======== Extracted material ========

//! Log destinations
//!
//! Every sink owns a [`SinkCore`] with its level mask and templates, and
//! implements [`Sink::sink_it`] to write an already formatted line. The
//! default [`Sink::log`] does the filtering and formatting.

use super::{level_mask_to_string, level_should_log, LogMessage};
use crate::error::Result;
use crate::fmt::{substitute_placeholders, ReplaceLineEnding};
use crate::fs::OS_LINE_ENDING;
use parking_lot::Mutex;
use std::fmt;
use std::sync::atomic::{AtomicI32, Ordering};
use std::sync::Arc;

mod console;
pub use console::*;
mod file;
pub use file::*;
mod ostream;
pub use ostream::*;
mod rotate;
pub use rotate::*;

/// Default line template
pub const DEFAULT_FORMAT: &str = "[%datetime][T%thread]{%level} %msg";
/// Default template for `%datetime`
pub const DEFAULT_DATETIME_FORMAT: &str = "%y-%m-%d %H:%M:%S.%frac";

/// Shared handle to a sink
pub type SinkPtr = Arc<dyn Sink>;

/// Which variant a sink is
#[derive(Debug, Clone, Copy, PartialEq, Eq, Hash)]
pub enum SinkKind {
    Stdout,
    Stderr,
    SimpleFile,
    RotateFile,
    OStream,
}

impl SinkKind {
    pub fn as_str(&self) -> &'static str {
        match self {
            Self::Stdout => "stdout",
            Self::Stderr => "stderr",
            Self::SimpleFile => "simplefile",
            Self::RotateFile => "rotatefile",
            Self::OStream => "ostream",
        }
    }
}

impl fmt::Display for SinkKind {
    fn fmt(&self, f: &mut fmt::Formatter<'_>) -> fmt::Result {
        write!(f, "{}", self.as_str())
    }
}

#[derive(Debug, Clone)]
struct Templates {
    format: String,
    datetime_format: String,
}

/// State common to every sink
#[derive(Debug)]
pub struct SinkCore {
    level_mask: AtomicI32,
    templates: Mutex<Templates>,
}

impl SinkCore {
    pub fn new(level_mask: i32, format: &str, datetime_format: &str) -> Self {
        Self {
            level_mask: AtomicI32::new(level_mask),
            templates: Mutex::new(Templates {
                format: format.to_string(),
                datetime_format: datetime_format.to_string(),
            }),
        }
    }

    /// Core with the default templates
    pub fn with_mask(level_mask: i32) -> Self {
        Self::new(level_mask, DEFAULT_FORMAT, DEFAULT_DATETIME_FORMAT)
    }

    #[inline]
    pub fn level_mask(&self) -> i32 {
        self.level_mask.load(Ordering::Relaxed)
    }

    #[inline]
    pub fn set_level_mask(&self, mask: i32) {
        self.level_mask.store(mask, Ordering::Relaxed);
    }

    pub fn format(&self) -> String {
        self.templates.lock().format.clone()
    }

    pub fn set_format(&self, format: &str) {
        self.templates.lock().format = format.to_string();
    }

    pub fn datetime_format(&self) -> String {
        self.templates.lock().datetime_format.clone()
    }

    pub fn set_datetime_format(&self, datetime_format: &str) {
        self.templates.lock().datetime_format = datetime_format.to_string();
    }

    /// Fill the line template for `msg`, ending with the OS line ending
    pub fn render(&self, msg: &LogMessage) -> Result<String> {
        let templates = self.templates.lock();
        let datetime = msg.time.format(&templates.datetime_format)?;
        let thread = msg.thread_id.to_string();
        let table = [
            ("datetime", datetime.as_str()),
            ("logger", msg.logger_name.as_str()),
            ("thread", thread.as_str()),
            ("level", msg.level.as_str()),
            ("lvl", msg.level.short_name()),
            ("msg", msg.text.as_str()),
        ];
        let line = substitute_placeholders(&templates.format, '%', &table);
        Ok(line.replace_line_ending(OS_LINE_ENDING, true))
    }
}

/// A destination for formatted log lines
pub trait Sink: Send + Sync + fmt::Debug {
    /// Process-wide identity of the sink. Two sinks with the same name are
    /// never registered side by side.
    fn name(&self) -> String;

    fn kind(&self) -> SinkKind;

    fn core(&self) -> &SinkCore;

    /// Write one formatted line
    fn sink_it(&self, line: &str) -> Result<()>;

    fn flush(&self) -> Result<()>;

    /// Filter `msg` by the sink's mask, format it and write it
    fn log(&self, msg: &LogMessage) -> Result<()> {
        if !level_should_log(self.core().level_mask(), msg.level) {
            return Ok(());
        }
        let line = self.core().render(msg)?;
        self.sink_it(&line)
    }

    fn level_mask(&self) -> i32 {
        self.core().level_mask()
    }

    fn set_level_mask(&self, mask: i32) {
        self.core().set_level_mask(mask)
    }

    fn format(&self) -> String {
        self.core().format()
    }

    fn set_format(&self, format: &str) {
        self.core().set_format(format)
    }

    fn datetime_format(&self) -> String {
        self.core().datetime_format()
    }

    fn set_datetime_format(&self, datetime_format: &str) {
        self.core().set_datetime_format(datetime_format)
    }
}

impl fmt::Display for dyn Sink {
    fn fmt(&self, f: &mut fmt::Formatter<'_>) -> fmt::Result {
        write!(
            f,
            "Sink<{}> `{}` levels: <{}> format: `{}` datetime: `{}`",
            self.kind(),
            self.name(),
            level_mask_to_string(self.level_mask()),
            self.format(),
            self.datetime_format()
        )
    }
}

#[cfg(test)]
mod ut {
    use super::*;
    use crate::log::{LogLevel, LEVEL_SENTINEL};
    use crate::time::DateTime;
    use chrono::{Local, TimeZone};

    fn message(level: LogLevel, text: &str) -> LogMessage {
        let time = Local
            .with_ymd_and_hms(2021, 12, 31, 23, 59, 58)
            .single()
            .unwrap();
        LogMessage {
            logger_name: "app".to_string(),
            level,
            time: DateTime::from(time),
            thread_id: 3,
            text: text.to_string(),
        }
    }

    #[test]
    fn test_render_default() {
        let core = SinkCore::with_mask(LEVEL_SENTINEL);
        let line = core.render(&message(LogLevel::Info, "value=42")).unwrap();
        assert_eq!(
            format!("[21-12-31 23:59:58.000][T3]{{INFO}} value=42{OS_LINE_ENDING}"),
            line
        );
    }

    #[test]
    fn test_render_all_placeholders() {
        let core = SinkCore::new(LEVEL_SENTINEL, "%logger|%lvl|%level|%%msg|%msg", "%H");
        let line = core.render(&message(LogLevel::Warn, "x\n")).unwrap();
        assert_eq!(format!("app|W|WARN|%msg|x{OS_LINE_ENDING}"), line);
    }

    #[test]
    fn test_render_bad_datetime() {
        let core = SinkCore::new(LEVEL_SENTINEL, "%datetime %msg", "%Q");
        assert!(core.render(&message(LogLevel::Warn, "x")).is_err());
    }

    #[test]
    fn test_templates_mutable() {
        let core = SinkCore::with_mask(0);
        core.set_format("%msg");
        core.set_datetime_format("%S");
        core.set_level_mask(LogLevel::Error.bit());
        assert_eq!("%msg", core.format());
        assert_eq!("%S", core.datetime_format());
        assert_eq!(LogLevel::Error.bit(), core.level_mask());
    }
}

========
======== Extracted material ========

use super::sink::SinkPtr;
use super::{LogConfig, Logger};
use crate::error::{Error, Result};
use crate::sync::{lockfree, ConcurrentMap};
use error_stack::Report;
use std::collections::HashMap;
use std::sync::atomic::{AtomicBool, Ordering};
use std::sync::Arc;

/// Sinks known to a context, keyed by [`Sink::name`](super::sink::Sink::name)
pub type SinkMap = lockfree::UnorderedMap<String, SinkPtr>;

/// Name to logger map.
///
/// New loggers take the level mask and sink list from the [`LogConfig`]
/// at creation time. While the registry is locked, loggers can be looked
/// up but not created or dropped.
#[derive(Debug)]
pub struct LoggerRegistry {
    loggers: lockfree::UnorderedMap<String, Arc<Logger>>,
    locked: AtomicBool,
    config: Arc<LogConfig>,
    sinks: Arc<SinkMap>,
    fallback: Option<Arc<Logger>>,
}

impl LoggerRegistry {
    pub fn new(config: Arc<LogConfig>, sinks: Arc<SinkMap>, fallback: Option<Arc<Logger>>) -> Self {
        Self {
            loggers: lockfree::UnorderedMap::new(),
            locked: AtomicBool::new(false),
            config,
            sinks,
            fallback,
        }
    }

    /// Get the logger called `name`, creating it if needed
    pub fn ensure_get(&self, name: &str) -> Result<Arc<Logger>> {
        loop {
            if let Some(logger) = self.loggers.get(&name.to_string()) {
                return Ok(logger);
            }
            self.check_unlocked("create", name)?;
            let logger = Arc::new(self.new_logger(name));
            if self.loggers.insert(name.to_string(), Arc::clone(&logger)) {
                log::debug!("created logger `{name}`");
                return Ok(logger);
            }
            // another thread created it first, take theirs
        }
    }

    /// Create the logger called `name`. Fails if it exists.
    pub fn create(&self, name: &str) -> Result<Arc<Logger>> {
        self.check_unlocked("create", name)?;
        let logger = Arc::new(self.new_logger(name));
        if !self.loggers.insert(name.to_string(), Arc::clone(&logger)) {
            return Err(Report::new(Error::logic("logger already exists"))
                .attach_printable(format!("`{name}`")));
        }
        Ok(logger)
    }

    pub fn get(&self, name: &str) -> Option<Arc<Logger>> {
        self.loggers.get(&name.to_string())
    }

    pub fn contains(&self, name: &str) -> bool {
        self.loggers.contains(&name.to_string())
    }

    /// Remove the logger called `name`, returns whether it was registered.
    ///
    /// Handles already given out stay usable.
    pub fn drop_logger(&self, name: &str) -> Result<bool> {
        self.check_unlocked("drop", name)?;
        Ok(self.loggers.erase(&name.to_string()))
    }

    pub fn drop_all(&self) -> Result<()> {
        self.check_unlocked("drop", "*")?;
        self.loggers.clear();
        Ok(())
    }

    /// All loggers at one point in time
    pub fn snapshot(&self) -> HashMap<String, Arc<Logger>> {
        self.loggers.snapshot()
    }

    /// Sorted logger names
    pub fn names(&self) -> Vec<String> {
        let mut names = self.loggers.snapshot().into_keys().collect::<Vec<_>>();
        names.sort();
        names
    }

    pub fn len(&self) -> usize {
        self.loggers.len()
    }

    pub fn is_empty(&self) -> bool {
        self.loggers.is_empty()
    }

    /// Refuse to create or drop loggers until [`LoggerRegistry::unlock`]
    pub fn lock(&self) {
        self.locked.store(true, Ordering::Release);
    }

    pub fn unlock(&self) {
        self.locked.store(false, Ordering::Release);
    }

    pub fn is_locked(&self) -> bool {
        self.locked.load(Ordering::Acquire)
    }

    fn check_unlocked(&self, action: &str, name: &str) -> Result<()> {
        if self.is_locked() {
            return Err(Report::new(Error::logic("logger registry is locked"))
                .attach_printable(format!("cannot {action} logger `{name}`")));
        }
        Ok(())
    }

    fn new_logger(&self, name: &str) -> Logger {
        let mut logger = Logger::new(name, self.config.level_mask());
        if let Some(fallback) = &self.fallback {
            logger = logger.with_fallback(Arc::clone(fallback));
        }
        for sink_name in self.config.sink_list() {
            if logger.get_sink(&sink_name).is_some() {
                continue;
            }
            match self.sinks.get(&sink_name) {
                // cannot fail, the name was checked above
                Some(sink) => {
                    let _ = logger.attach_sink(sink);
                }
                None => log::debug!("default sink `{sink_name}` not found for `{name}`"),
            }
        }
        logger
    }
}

========

◆ Task details: Reproduce exactly, and with no other material, the lines between those holding "and write it" and "impl fmt::Display for dyn", inclusive.

◆ Finished task:
    /// Filter `msg` by the sink's mask, format it and write it
    fn log(&self, msg: &LogMessage) -> Result<()> {
        if !level_should_log(self.core().level_mask(), msg.level) {
            return Ok(());
        }
        let line = self.core().render(msg)?;
        self.sink_it(&line)
    }

    fn level_mask(&self) -> i32 {
        self.core().level_mask()
    }

    fn set_level_mask(&self, mask: i32) {
        self.core().set_level_mask(mask)
    }

    fn format(&self) -> String {
        self.core().format()
    }

    fn set_format(&self, format: &str) {
        self.core().set_format(format)
    }

    fn datetime_format(&self) -> String {
        self.core().datetime_format()
    }

    fn set_datetime_format(&self, datetime_format: &str) {
        self.core().set_datetime_format(datetime_format)
    }
}

impl fmt::Display for dyn Sink {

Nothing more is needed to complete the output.